[THE INPUT Boundary: Start]
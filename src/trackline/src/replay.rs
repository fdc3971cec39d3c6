//! Newline-delimited JSON replay of recorded UI events.

use std::path::Path;

use anyhow::Context;
use tracing::warn;
use trackline_web_sdk::RawUiEvent;

/// Parse one event per line. Blank lines and `#` comments are skipped;
/// malformed lines are logged and skipped.
pub fn parse(text: &str) -> Vec<RawUiEvent> {
    text.lines()
        .enumerate()
        .filter(|(_, line)| {
            let line = line.trim();
            !line.is_empty() && !line.starts_with('#')
        })
        .filter_map(|(idx, line)| match serde_json::from_str(line) {
            Ok(event) => Some(event),
            Err(e) => {
                warn!(line = idx + 1, error = %e, "skipping malformed replay line");
                None
            }
        })
        .collect()
}

pub fn load(path: &Path) -> anyhow::Result<Vec<RawUiEvent>> {
    let text = std::fs::read_to_string(path)
        .with_context(|| format!("failed to read replay file {}", path.display()))?;
    Ok(parse(&text))
}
[THE INPUT Boundary: End]
WORK INSTRUCTIONS:
If a line of the entries holds the word "path", copy it out.

RESPONSE FOR THIS EXERCISE:
use std::path::Path;
pub fn load(path: &Path) -> anyhow::Result<Vec<RawUiEvent>> {
    let text = std::fs::read_to_string(path)
        .with_context(|| format!("failed to read replay file {}", path.display()))?;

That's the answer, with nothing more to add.